How have OpenAI and Anthropic, two startups, stayed ahead of all the tech giants? They committed early to the scaling hypothesis, yes, but after that initial lead, after everyone knew scaling was the way, why couldn’t other companies with infinite resources just double their effort and overtake them?
For years, I thought about Moore’s Law and wondered how progress was so fast. But eventually, I realized the better question was: why was progress so slow? Over the last 60 years, chip fabrication and design have changed many times over. The total funding increased by many orders of magnitude. Genuises and their startups came and went. World politics and economics have radically changed. And yet nothing increased the average rate of improvement.

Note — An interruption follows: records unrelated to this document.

use std::sync::Arc;
use std::time::Duration;

use chrono::{DateTime, Utc};
use scout_core::{DateWindowFilter, JobRecord, ScrapeWindow};
use scout_logging::{scout_debug, scout_info, scout_warn};
use tokio_util::sync::CancellationToken;
use url::Url;

use crate::fetch::{FetchSettings, Fetcher, ReqwestFetcher};
use crate::pace::{FixedDelay, RequestPacer, DEFAULT_REQUEST_DELAY};
use crate::parse::{parse_records, CssListingParser, ListingParser, SelectorError, SelectorSet};
use crate::{
    ListingFailure, NullProgressSink, ProgressSink, ScrapeEvent, ScrapeReport, SourceFailure,
};

/// Source of "now" for the date window.
pub type Clock = Arc<dyn Fn() -> DateTime<Utc> + Send + Sync>;

#[derive(Clone)]
pub struct AggregatorConfig {
    pub fetch: FetchSettings,
    pub selectors: SelectorSet,
    pub request_delay: Duration,
    pub now: Clock,
}

impl Default for AggregatorConfig {
    fn default() -> Self {
        Self {
            fetch: FetchSettings::default(),
            selectors: SelectorSet::linkedin(),
            request_delay: DEFAULT_REQUEST_DELAY,
            now: Arc::new(Utc::now),
        }
    }
}

/// Fetches, parses and window-filters a sequence of source pages, one at a time.
///
/// Fetch and parse failures are recorded in the [`ScrapeReport`] and never
/// abort the run.
pub struct JobAggregator {
    fetcher: Arc<dyn Fetcher>,
    parser: Arc<dyn ListingParser>,
    pacer: Arc<dyn RequestPacer>,
    now: Clock,
    cancel: CancellationToken,
}

impl JobAggregator {
    pub fn new(
        fetcher: Arc<dyn Fetcher>,
        parser: Arc<dyn ListingParser>,
        pacer: Arc<dyn RequestPacer>,
        now: Clock,
    ) -> Self {
        Self {
            fetcher,
            parser,
            pacer,
            now,
            cancel: CancellationToken::new(),
        }
    }

    pub fn from_config(config: AggregatorConfig) -> Result<Self, SelectorError> {
        let parser = CssListingParser::new(&config.selectors)?;
        Ok(Self::new(
            Arc::new(ReqwestFetcher::new(config.fetch)),
            Arc::new(parser),
            Arc::new(FixedDelay::new(config.request_delay)),
            config.now,
        ))
    }

    pub fn with_cancellation(mut self, cancel: CancellationToken) -> Self {
        self.cancel = cancel;
        self
    }

    /// Token that stops the run before the next source when cancelled.
    pub fn cancellation_token(&self) -> CancellationToken {
        self.cancel.clone()
    }

    pub async fn run<S: AsRef<str>>(&self, urls: &[S], window: ScrapeWindow) -> ScrapeReport {
        self.run_with_sink(urls, window, &NullProgressSink).await
    }

    pub async fn run_with_sink<S: AsRef<str>>(
        &self,
        urls: &[S],
        window: ScrapeWindow,
        sink: &dyn ProgressSink,
    ) -> ScrapeReport {
        let filter = DateWindowFilter::new(window, (self.now)());
        let total = urls.len();
        let mut report = ScrapeReport::default();
        scout_info!(
            "Starting scrape of {} sources, window {} (cutoff {})",
            total,
            window,
            filter.cutoff()
        );

        for (index, url) in urls.iter().enumerate() {
            if index > 0 {
                tokio::select! {
                    _ = self.pacer.pause() => {}
                    _ = self.cancel.cancelled() => {}
                }
            }
            if self.cancel.is_cancelled() {
                scout_info!("Scrape cancelled after {} of {} sources", index, total);
                report.cancelled = true;
                break;
            }
            self.scrape_source(index, total, url.as_ref(), &filter, sink, &mut report)
                .await;
        }

        scout_info!(
            "Scrape finished: {} records, {}/{} sources reached, {} listings skipped",
            report.records.len(),
            report.sources_succeeded,
            report.sources_attempted,
            report.parse_failures.len()
        );
        report
    }

    async fn scrape_source(
        &self,
        index: usize,
        total: usize,
        url: &str,
        filter: &DateWindowFilter,
        sink: &dyn ProgressSink,
        report: &mut ScrapeReport,
    ) {
        report.sources_attempted += 1;
        sink.emit(ScrapeEvent::SourceStarted {
            index,
            total,
            url: url.to_string(),
        });

        let page = match self.fetcher.fetch_markup(url).await {
            Ok(page) => page,
            Err(error) => {
                scout_warn!("Error scraping {}: {}", url, error);
                let failure = SourceFailure {
                    url: url.to_string(),
                    error,
                };
                sink.emit(ScrapeEvent::SourceFailed(failure.clone()));
                report.fetch_failures.push(failure);
                return;
            }
        };
        report.sources_succeeded += 1;
        scout_debug!("Decoded {} as {}", url, page.encoding_label);

        let base = Url::parse(url).ok();
        let mut parsed = Vec::new();
        for result in parse_records(self.parser.as_ref(), &page.html) {
            match result {
                Ok(record) => parsed.push(absolutize_link(record, base.as_ref())),
                Err(error) => {
                    scout_warn!("Error parsing job listing on {}: {}", url, error);
                    let failure = ListingFailure {
                        url: url.to_string(),
                        error,
                    };
                    sink.emit(ScrapeEvent::ListingSkipped(failure.clone()));
                    report.parse_failures.push(failure);
                }
            }
        }

        let parsed_count = parsed.len();
        let retained = filter.filter(parsed);
        scout_info!(
            "{}: {} listings parsed, {} within window",
            url,
            parsed_count,
            retained.len()
        );
        sink.emit(ScrapeEvent::SourceCompleted {
            url: url.to_string(),
            parsed: parsed_count,
            retained: retained.len(),
        });
        report.records.extend(retained);
    }
}

fn absolutize_link(record: JobRecord, base: Option<&Url>) -> JobRecord {
    if record.link().is_empty() || Url::parse(record.link()).is_ok() {
        return record;
    }
    match base.and_then(|base| base.join(record.link()).ok()) {
        Some(joined) => JobRecord::new(
            record.title(),
            record.company(),
            record.posted(),
            joined.as_str(),
        ),
        None => record,
    }
}
#![allow(dead_code)]

use std::collections::HashMap;
use std::sync::atomic::{AtomicUsize, Ordering};
use std::sync::{Arc, Mutex};

use chrono::{DateTime, Days, NaiveDate, TimeZone, Utc};
use scout_engine::{
    Clock, CssListingParser, FailureKind, FetchError, FetchMetadata, FetchOutput, Fetcher,
    JobAggregator, ProgressSink, RequestPacer, ScrapeEvent,
};

pub fn init_logging() {
    scout_logging::initialize_for_tests();
}

pub fn fixed_now() -> DateTime<Utc> {
    Utc.with_ymd_and_hms(2024, 3, 15, 12, 0, 0).unwrap()
}

pub fn fixed_clock() -> Clock {
    Arc::new(fixed_now)
}

pub fn days_ago(days: u64) -> NaiveDate {
    fixed_now().date_naive().checked_sub_days(Days::new(days)).unwrap()
}

/// `datetime` attribute in the shape the job board emits.
pub fn datetime_days_ago(days: u64) -> String {
    format!("{}T08:30:00", days_ago(days).format("%Y-%m-%d"))
}

/// One job card; `datetime: None` omits the `<time>` element.
pub fn card(title: &str, company: &str, datetime: Option<&str>, link: &str) -> String {
    let time = datetime
        .map(|d| format!(r#"<time class="job-search-card__listdate" datetime="{d}">2 weeks ago</time>"#))
        .unwrap_or_default();
    format!(
        r#"<div class="base-card relative job-search-card">
  <a class="base-card__full-link absolute" href="{link}"><span class="sr-only">{title}</span></a>
  <div class="base-search-card__info">
    <h3 class="base-search-card__title">
      {title}
    </h3>
    <h4 class="base-search-card__subtitle">
      <a class="hidden-nested-link">{company}</a>
    </h4>
    <div class="base-search-card__metadata">{time}</div>
  </div>
</div>"#
    )
}

pub fn page(cards: &[String]) -> String {
    format!(
        "<!DOCTYPE html><html><head><title>Jobs</title></head><body><ul class=\"jobs-search__results-list\">{}</ul></body></html>",
        cards
            .iter()
            .map(|c| format!("<li>{c}</li>"))
            .collect::<String>()
    )
}

/// Serves canned pages by URL; unknown URLs fail like an unreachable host.
#[derive(Default)]
pub struct StubFetcher {
    pages: HashMap<String, Result<String, FailureKind>>,
    calls: Mutex<Vec<String>>,
}

impl StubFetcher {
    pub fn new() -> Self {
        Self::default()
    }

    pub fn page(mut self, url: &str, html: String) -> Self {
        self.pages.insert(url.to_string(), Ok(html));
        self
    }

    pub fn failing(mut self, url: &str, kind: FailureKind) -> Self {
        self.pages.insert(url.to_string(), Err(kind));
        self
    }

    pub fn calls(&self) -> Vec<String> {
        self.calls.lock().unwrap().clone()
    }
}

#[async_trait::async_trait]
impl Fetcher for StubFetcher {
    async fn fetch(&self, url: &str) -> Result<FetchOutput, FetchError> {
        self.calls.lock().unwrap().push(url.to_string());
        match self.pages.get(url) {
            Some(Ok(html)) => Ok(FetchOutput {
                bytes: html.as_bytes().to_vec(),
                metadata: FetchMetadata {
                    original_url: url.to_string(),
                    final_url: url.to_string(),
                    redirect_count: 0,
                    content_type: Some("text/html; charset=utf-8".to_string()),
                    byte_len: html.len() as u64,
                },
            }),
            Some(Err(kind)) => Err(FetchError::new(kind.clone(), "stubbed failure")),
            None => Err(FetchError::new(FailureKind::Network, "connection refused")),
        }
    }
}

#[derive(Default)]
pub struct CountingPacer {
    pauses: AtomicUsize,
}

impl CountingPacer {
    pub fn pauses(&self) -> usize {
        self.pauses.load(Ordering::SeqCst)
    }
}

#[async_trait::async_trait]
impl RequestPacer for CountingPacer {
    async fn pause(&self) {
        self.pauses.fetch_add(1, Ordering::SeqCst);
    }
}

#[derive(Default)]
pub struct RecordingSink {
    events: Mutex<Vec<ScrapeEvent>>,
}

impl RecordingSink {
    pub fn take(&self) -> Vec<ScrapeEvent> {
        self.events.lock().unwrap().drain(..).collect()
    }
}

impl ProgressSink for RecordingSink {
    fn emit(&self, event: ScrapeEvent) {
        self.events.lock().unwrap().push(event);
    }
}

pub fn aggregator(fetcher: Arc<StubFetcher>, pacer: Arc<CountingPacer>) -> JobAggregator {
    JobAggregator::new(
        fetcher,
        Arc::new(CssListingParser::linkedin().unwrap()),
        pacer,
        fixed_clock(),
    )
}
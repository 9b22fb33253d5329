use std::fmt;
use std::sync::mpsc;

use scout_core::JobRecord;

use crate::parse::ParseError;

#[derive(Debug, Clone, PartialEq, Eq)]
pub struct FetchOutput {
    pub bytes: Vec<u8>,
    pub metadata: FetchMetadata,
}

#[derive(Debug, Clone, PartialEq, Eq)]
pub struct FetchMetadata {
    pub original_url: String,
    pub final_url: String,
    pub redirect_count: usize,
    pub content_type: Option<String>,
    pub byte_len: u64,
}

#[derive(Debug, Clone, PartialEq, Eq, thiserror::Error)]
#[error("{kind}: {message}")]
pub struct FetchError {
    pub kind: FailureKind,
    pub message: String,
}

impl FetchError {
    pub fn new(kind: FailureKind, message: impl Into<String>) -> Self {
        Self {
            kind,
            message: message.into(),
        }
    }
}

#[derive(Debug, Clone, PartialEq, Eq)]
pub enum FailureKind {
    InvalidUrl,
    HttpStatus(u16),
    Timeout,
    RedirectLimitExceeded,
    TooLarge { max_bytes: u64, actual: Option<u64> },
    UnsupportedContentType { content_type: String },
    Decode,
    Network,
}

impl fmt::Display for FailureKind {
    fn fmt(&self, f: &mut fmt::Formatter<'_>) -> fmt::Result {
        match self {
            FailureKind::InvalidUrl => write!(f, "invalid url"),
            FailureKind::HttpStatus(code) => write!(f, "http status {code}"),
            FailureKind::Timeout => write!(f, "timeout"),
            FailureKind::RedirectLimitExceeded => write!(f, "redirect limit exceeded"),
            FailureKind::TooLarge { max_bytes, actual } => {
                write!(f, "response too large (max {max_bytes}, actual {actual:?})")
            }
            FailureKind::UnsupportedContentType { content_type } => {
                write!(f, "unsupported content type {content_type}")
            }
            FailureKind::Decode => write!(f, "undecodable body"),
            FailureKind::Network => write!(f, "network error"),
        }
    }
}

/// A source URL that could not be fetched.
#[derive(Debug, Clone, PartialEq, Eq)]
pub struct SourceFailure {
    pub url: String,
    pub error: FetchError,
}

/// A listing container on a fetched page that could not be turned into a record.
#[derive(Debug, Clone, PartialEq, Eq)]
pub struct ListingFailure {
    pub url: String,
    pub error: ParseError,
}

#[derive(Debug, Clone, PartialEq, Eq)]
pub enum ScrapeEvent {
    SourceStarted {
        index: usize,
        total: usize,
        url: String,
    },
    SourceFailed(SourceFailure),
    ListingSkipped(ListingFailure),
    SourceCompleted {
        url: String,
        parsed: usize,
        retained: usize,
    },
}

pub trait ProgressSink: Send + Sync {
    fn emit(&self, event: ScrapeEvent);
}

pub struct ChannelProgressSink {
    tx: mpsc::Sender<ScrapeEvent>,
}

impl ChannelProgressSink {
    pub fn new(tx: mpsc::Sender<ScrapeEvent>) -> Self {
        Self { tx }
    }
}

impl ProgressSink for ChannelProgressSink {
    fn emit(&self, event: ScrapeEvent) {
        let _ = self.tx.send(event);
    }
}

/// Sink for callers that only want the final report.
#[derive(Debug, Default, Clone, Copy)]
pub struct NullProgressSink;

impl ProgressSink for NullProgressSink {
    fn emit(&self, _event: ScrapeEvent) {}
}

#[derive(Debug, Clone, Copy, PartialEq, Eq)]
pub enum RunOutcome {
    Found,
    /// At least one source was reached but nothing qualified.
    NoMatches,
    AllSourcesFailed,
    Cancelled,
}

/// Result of one aggregation run: the retained records plus every contained failure.
#[derive(Debug, Clone, PartialEq, Eq, Default)]
pub struct ScrapeReport {
    pub records: Vec<JobRecord>,
    pub sources_attempted: usize,
    pub sources_succeeded: usize,
    pub fetch_failures: Vec<SourceFailure>,
    pub parse_failures: Vec<ListingFailure>,
    pub cancelled: bool,
}

impl ScrapeReport {
    pub fn outcome(&self) -> RunOutcome {
        if self.cancelled {
            RunOutcome::Cancelled
        } else if !self.records.is_empty() {
            RunOutcome::Found
        } else if self.sources_attempted > 0 && self.sources_succeeded == 0 {
            RunOutcome::AllSourcesFailed
        } else {
            RunOutcome::NoMatches
        }
    }
}
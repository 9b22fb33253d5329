use std::fs;
use std::path::Path;

use pretty_assertions::assert_eq;
use scout_engine::{write_atomic, AtomicFileWriter, PersistError};
use tempfile::TempDir;

#[test]
fn writer_creates_missing_output_dir() {
    let temp = TempDir::new().unwrap();
    let new_dir = temp.path().join("exports").join("nested");
    let writer = AtomicFileWriter::new(new_dir.clone());

    let written = writer.write("linkedin_jobs.csv", "Title\n").unwrap();
    assert!(new_dir.is_dir());
    assert_eq!(written, new_dir.join("linkedin_jobs.csv"));
    assert_eq!(fs::read_to_string(&written).unwrap(), "Title\n");
}

#[test]
fn write_replaces_existing_content() {
    let temp = TempDir::new().unwrap();
    let writer = AtomicFileWriter::new(temp.path().to_path_buf());

    let first = writer.write("lists.json", "{}").unwrap();
    let second = writer.write("lists.json", "{\"a\":[]}").unwrap();
    assert_eq!(first, second);
    assert_eq!(fs::read_to_string(&second).unwrap(), "{\"a\":[]}");

    let leftovers = fs::read_dir(temp.path()).unwrap().count();
    assert_eq!(leftovers, 1);
}

#[test]
fn write_atomic_targets_a_full_path() {
    let temp = TempDir::new().unwrap();
    let target = temp.path().join("store").join("lists.json");

    write_atomic(&target, "{}").unwrap();
    write_atomic(&target, "{\"b\":[]}").unwrap();
    assert_eq!(fs::read_to_string(&target).unwrap(), "{\"b\":[]}");
}

#[test]
fn write_atomic_rejects_target_without_file_name() {
    let err = write_atomic(Path::new("/"), "{}").unwrap_err();
    assert!(matches!(err, PersistError::NoFileName(_)));
}

#[test]
fn no_partial_file_on_error() {
    let temp = TempDir::new().unwrap();
    let file_path = temp.path().join("not_a_dir");
    fs::write(&file_path, "x").unwrap();

    let writer = AtomicFileWriter::new(file_path.clone());
    assert!(writer.write("lists.json", "data").is_err());
    assert!(!file_path.with_file_name("lists.json").exists());
    assert_eq!(fs::read_to_string(&file_path).unwrap(), "x");
}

From Gordon E. Moore’s The Future of Integrated Electronics, 1965
I believe the reason is that the “learning rate” of technology has a maximum speed, a physical speed limit, a limit of “the whole system” of people and machines and the world, and achieving that maximum speed is easier than you’d think. And once you have enough money and enough talent, you saturate the learning rate: more simply doesn’t help.
OpenAI and Anthropic got off to an early start, yes, but then each had enough funding and talent to hit the maximum speed on its own. Literally no one can surpass them technologically, unless they blunder, because no one can go faster than that limit.
The entire economy, as one big physical system, may also have a speed limit on economic growth, and we’ve been pegged at that limit for 50 years. Yes, in previous eras, growth was faster, but in the IT age, it hasn’t budged.
A corollary here is that simply sustaining exponential growth requires increasingly Herculean effort. As exotic and new as AI is, it might simply be what keeps us at the speed limit, and not something that exceeds it. It’s an open question: will AI usher in dramatically faster growth, or “just” keep the current exponential growth pegged?